Longtime U2 watchers will recognise the signs. When there’s a new album in the offing, the soft spin campaign from the band gets slowly underway. You have stories like CDs going missing or someone walking past Bono’s gaff recording new music the singer is playing in his parlour. This little tidbit goes all around the world and, voila, the U2 campaign has begun in earnest. It’s a little trick which they’ve gone back to again and again over the last few albums to fire up interest ahead of release.
Conspiracy theorists, then, might point to the Paul McGuinness story as something from that well-thumbed playbook. They might even see the viral video of Bono and The Edge performing “Get Lucky” with Nile Rodgers in New York as more of the same. It probably would have helped if Bono had actually listened to and learned the words of one of the biggest hits of the year first. As Spin point out, Bono’s blundering doesn’t look great when you compare and contrast it with the the many better versions of the song out there. Indeed, it sounds as if he’s hearing the song for the first time in places.
But there are several flies in the ointment with this theory. For a start, the McGuinness, Principle Management and Live Nation story is still far from conclusion. When you delve a little deeper with what we know to date, you have to wonder what exactly Live Nation are buying here beyond mere goodwill. As we pointed out a fortnight ago, Principle are not a big management company compared to the mammoths like Quest or Q Prime so there are no clients to catch, especially since Live Nation already have the big ‘uns wrapped up tight. The company’s only other recent big management client, PJ Harvey, left some months ago and is now managed by Brian Message and Sumit Bothra at ATC Management. If I was a Live Nation shareholder looking at a lot of red ink, I’d wonder what we were doing here. But, then again, what’s $30 million when you’re looking at losses of $41.5 million?
U2?s omerta on this is quite telling. Aside from the lack of a public statement praising their former manager or welcoming Guy Oseary to the gang, there’s also been very little spin channeled through trusted sources. Look at those personalities and media outlets who consider themselves to be inside the tent and they’re spinning the same story as everyone else. Even those trusted names have nothing else to be going on with. All the stories and analysis from the pals-of-U2 read the same as the non-pals-of-U2. It’s a rum one.

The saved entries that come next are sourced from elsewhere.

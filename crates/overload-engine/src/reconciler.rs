//! Boot-time reconciliation of saved overrides against the live world.
//!
//! After the host has loaded every entity, [`Reconciler::run`]:
//!
//! 1. Collects the ids of all live generators.
//! 2. Drops saved entries for generators that no longer exist and persists
//!    the pruned store.
//! 3. For every surviving entry whose generator sits at the default output,
//!    kills any leftover marker (a crash can leave one behind without the
//!    output change, or the output change without the marker) and re-runs
//!    [`apply_override`] with the saved level. Nothing is charged and the
//!    store is not touched.
//!
//! Generators whose output already differs from the default are skipped.
//! A generator that cannot be re-applied keeps its store entry so the next
//! boot tries again.

use std::collections::BTreeSet;

use overload_host::entity::EntityId;
use overload_host::host::Simulation;
use overload_host::HostError;

use crate::context::OverloadContext;
use crate::controller::{apply_override, remove_markers, Generator};

// ---------------------------------------------------------------------------
// ReconcileReport
// ---------------------------------------------------------------------------

/// What a reconciliation pass did.
#[derive(Debug, Clone, Default, PartialEq)]
pub struct ReconcileReport {
    /// Number of live generators seen.
    pub live: usize,
    /// Saved entries removed because their generator is gone.
    pub pruned: Vec<EntityId>,
    /// Generators put back into their overridden state.
    pub reapplied: Vec<EntityId>,
    /// Generators left alone because their output was not the default.
    pub skipped: Vec<EntityId>,
    /// Generators that could not be re-applied; their entries are kept.
    pub failed: Vec<(EntityId, HostError)>,
}

// ---------------------------------------------------------------------------
// Reconciler
// ---------------------------------------------------------------------------

/// Diffs the override store against the live simulation.
pub struct Reconciler<'a> {
    ctx: &'a mut OverloadContext,
}

impl<'a> Reconciler<'a> {
    pub fn new(ctx: &'a mut OverloadContext) -> Self {
        Self { ctx }
    }

    /// Run one reconciliation pass.
    pub fn run<S: Simulation + ?Sized>(&mut self, host: &mut S) -> ReconcileReport {
        let live: BTreeSet<EntityId> = host.generators().into_iter().collect();
        let mut report = ReconcileReport {
            live: live.len(),
            ..ReconcileReport::default()
        };

        report.pruned = self.ctx.store_mut().retain_live(|id| live.contains(&id));
        for id in &report.pruned {
            tracing::warn!(entity = %id, "removed missing generator from saved overrides");
        }
        self.ctx.persist();

        let default_level = self.ctx.config().default_level;
        let saved: Vec<(EntityId, i32)> = self
            .ctx
            .store()
            .records()
            .map(|r| (r.entity_id, r.power_level))
            .collect();

        for (id, level) in saved {
            let output = match host.output(id) {
                Ok(output) => output,
                Err(e) => {
                    tracing::warn!(entity = %id, error = %e, "saved generator not readable");
                    report.failed.push((id, e));
                    continue;
                }
            };
            if output != default_level {
                tracing::debug!(entity = %id, output, "generator already overridden, skipping");
                report.skipped.push(id);
                continue;
            }

            let stale = remove_markers(host, id);
            if stale > 0 {
                tracing::debug!(entity = %id, stale, "removed leftover markers");
            }

            match apply_override(host, Generator::listed(id), level) {
                Ok(_) => {
                    tracing::info!(entity = %id, level, "restored saved override");
                    report.reapplied.push(id);
                }
                Err(e) => {
                    tracing::warn!(
                        entity = %id,
                        level,
                        error = %e,
                        "could not restore saved override, keeping entry for next boot"
                    );
                    report.failed.push((id, e));
                }
            }
        }

        tracing::info!(
            live = report.live,
            pruned = report.pruned.len(),
            reapplied = report.reapplied.len(),
            skipped = report.skipped.len(),
            failed = report.failed.len(),
            "override reconciliation finished"
        );
        report
    }
}

// ---------------------------------------------------------------------------
// Tests
// ---------------------------------------------------------------------------

#[cfg(test)]
mod tests {
    use super::*;
    use crate::config::OverloadConfig;
    use overload_host::prelude::*;
    use overload_store::data_file::DataFile;
    use overload_store::store::OverrideStore;

    fn context(dir: &std::path::Path, entries: &[(u64, i32)]) -> OverloadContext {
        let mut store = OverrideStore::new();
        for &(id, level) in entries {
            store.put(EntityId::new(id), level);
        }
        OverloadContext::new(
            OverloadConfig::default(),
            store,
            DataFile::new(dir, "Overload"),
        )
    }

    fn world_with(ids: &[u64]) -> SimWorld {
        let mut world = SimWorld::new();
        for &id in ids {
            world
                .insert_generator_with_id(EntityId::new(id), Vec3::default(), OwnerId(1))
                .unwrap();
        }
        world
    }

    #[test]
    fn prunes_orphans_and_persists() {
        let dir = tempfile::tempdir().unwrap();
        let mut ctx = context(dir.path(), &[(1, 200), (2, 150), (3, 300)]);
        let mut world = world_with(&[2]);

        let report = Reconciler::new(&mut ctx).run(&mut world);
        assert_eq!(report.live, 1);
        assert_eq!(report.pruned, vec![EntityId::new(1), EntityId::new(3)]);
        assert_eq!(report.reapplied, vec![EntityId::new(2)]);
        assert_eq!(ctx.store().ids().collect::<Vec<_>>(), vec![EntityId::new(2)]);
        assert_eq!(ctx.data_file().load(), *ctx.store());
    }

    #[test]
    fn skips_generators_not_at_default() {
        let dir = tempfile::tempdir().unwrap();
        let mut ctx = context(dir.path(), &[(2, 150)]);
        let mut world = world_with(&[2]);
        world.set_output(EntityId::new(2), 175).unwrap();

        let report = Reconciler::new(&mut ctx).run(&mut world);
        assert_eq!(report.skipped, vec![EntityId::new(2)]);
        assert!(report.reapplied.is_empty());
        assert_eq!(world.output(EntityId::new(2)).unwrap(), 175);
        assert!(world.children(EntityId::new(2), MARKER_PREFAB).is_empty());
    }

    #[test]
    fn replaces_leftover_marker() {
        let dir = tempfile::tempdir().unwrap();
        let mut ctx = context(dir.path(), &[(5, 400)]);
        let mut world = world_with(&[5]);
        let g = EntityId::new(5);
        let stale = world.create_entity(MARKER_PREFAB, Vec3::default()).unwrap();
        world.set_parent(stale, g).unwrap();

        Reconciler::new(&mut ctx).run(&mut world);
        let markers = world.children(g, MARKER_PREFAB);
        assert_eq!(markers.len(), 1);
        assert_ne!(markers[0], stale);
        assert_eq!(world.output(g).unwrap(), 400);
    }

    #[test]
    fn failed_reapply_keeps_entry() {
        let dir = tempfile::tempdir().unwrap();
        let mut ctx = context(dir.path(), &[(5, 400)]);
        let mut world = world_with(&[5]);
        world.fail_spawns_of(MARKER_PREFAB);

        let report = Reconciler::new(&mut ctx).run(&mut world);
        assert_eq!(report.failed.len(), 1);
        assert_eq!(report.failed[0].0, EntityId::new(5));
        assert_eq!(ctx.store().get(EntityId::new(5)), Some(400));
        assert_eq!(world.output(EntityId::new(5)).unwrap(), 100);

        // Next attempt succeeds once the host can spawn markers again.
        world.allow_spawns_of(MARKER_PREFAB);
        let report = Reconciler::new(&mut ctx).run(&mut world);
        assert_eq!(report.reapplied, vec![EntityId::new(5)]);
    }

    #[test]
    fn empty_store_is_a_no_op() {
        let dir = tempfile::tempdir().unwrap();
        let mut ctx = context(dir.path(), &[]);
        let mut world = world_with(&[1, 2]);
        let report = Reconciler::new(&mut ctx).run(&mut world);
        assert_eq!(
            report,
            ReconcileReport {
                live: 2,
                ..ReconcileReport::default()
            }
        );
    }
}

Then, there’s the fact, which emerged via Billboard, that Guy Oseary has been handling the band’s business for ages. While OTR sources indicate that McGuinness was thinking about stepping down some time ago and a scheme to recruit a successor was in train, it’s striking that not a word about the new manager emerged over the last few months when he was making calls and taking meetings on their behalf. In a time when everything gets leaked one way or the other, especially with so many meetings and loose lips, this is better security than the NSA. Then again, isn’t the job of managing a band like U2 at this stage of their career more about administation than anything else?
All the loose ends which existed a fortnight ago when this story broke are still there. And it’s worth noting that all the other stuff which has been part and parcel of the U2 story over the last while haven’t gone away either. We talk, of course, about tax. It’s the elephant in the room which comes up every time a microphone is pushed in front of Bono – be it home or away – and it’s one which he is sounding more and more exasperated having to deal with. The fact that he’s spun Ireland’s “tax competitiveness” into both interviews shows what’s in his crib-notes about how to try to deflect these questions.
The singer may look upon it as a stick to beat the band with, but it doesn’t sit well with the social ventures which the singer has championed in recent years. It also means the band, who have always valued their standing with right-on movements and organisations, are now seen as dwelling on the other side of the fence. Of course, as members of the one per cent, U2 were always on that side of the barricades, but they played a good game in pretending otherwise.
In that interview with Gay Byrne (transcript of the relevant sections here), the singer talked tough rather than fuzzy to show a difference between Bono the businessman and Bono the artist. It doesn’t wash because one thing always shadows the other. For as long as U2 will be written about or talked about or commented on, the tax will follow them around like one of the Edge’s hats. It’s inevitable. It doesn’t help a singer who takes up the cudgels and goes out to fight the good fight on behalf of others that his own tax affairs don’t stand up to scrutiny.
The lads when they weren’t worrying about tax
Still, they’ll try their best. You can expect more announcements about the new album and forthcoming tour (watch for the spin about “their last tour ever”) to come as the machine begins to crank up. It will be interesting to see if Oseary begins to bring his own men and women into play or if he’ll stick with the old loyalists across the board. It will also be interesting to see if U2 move any more of their business interests abroad – they’ve started so they might as well finish – and what that will mean for perception at home. Then again, judging by the tone of that Bono interview above, they may have reached the end of their tether with the views at home.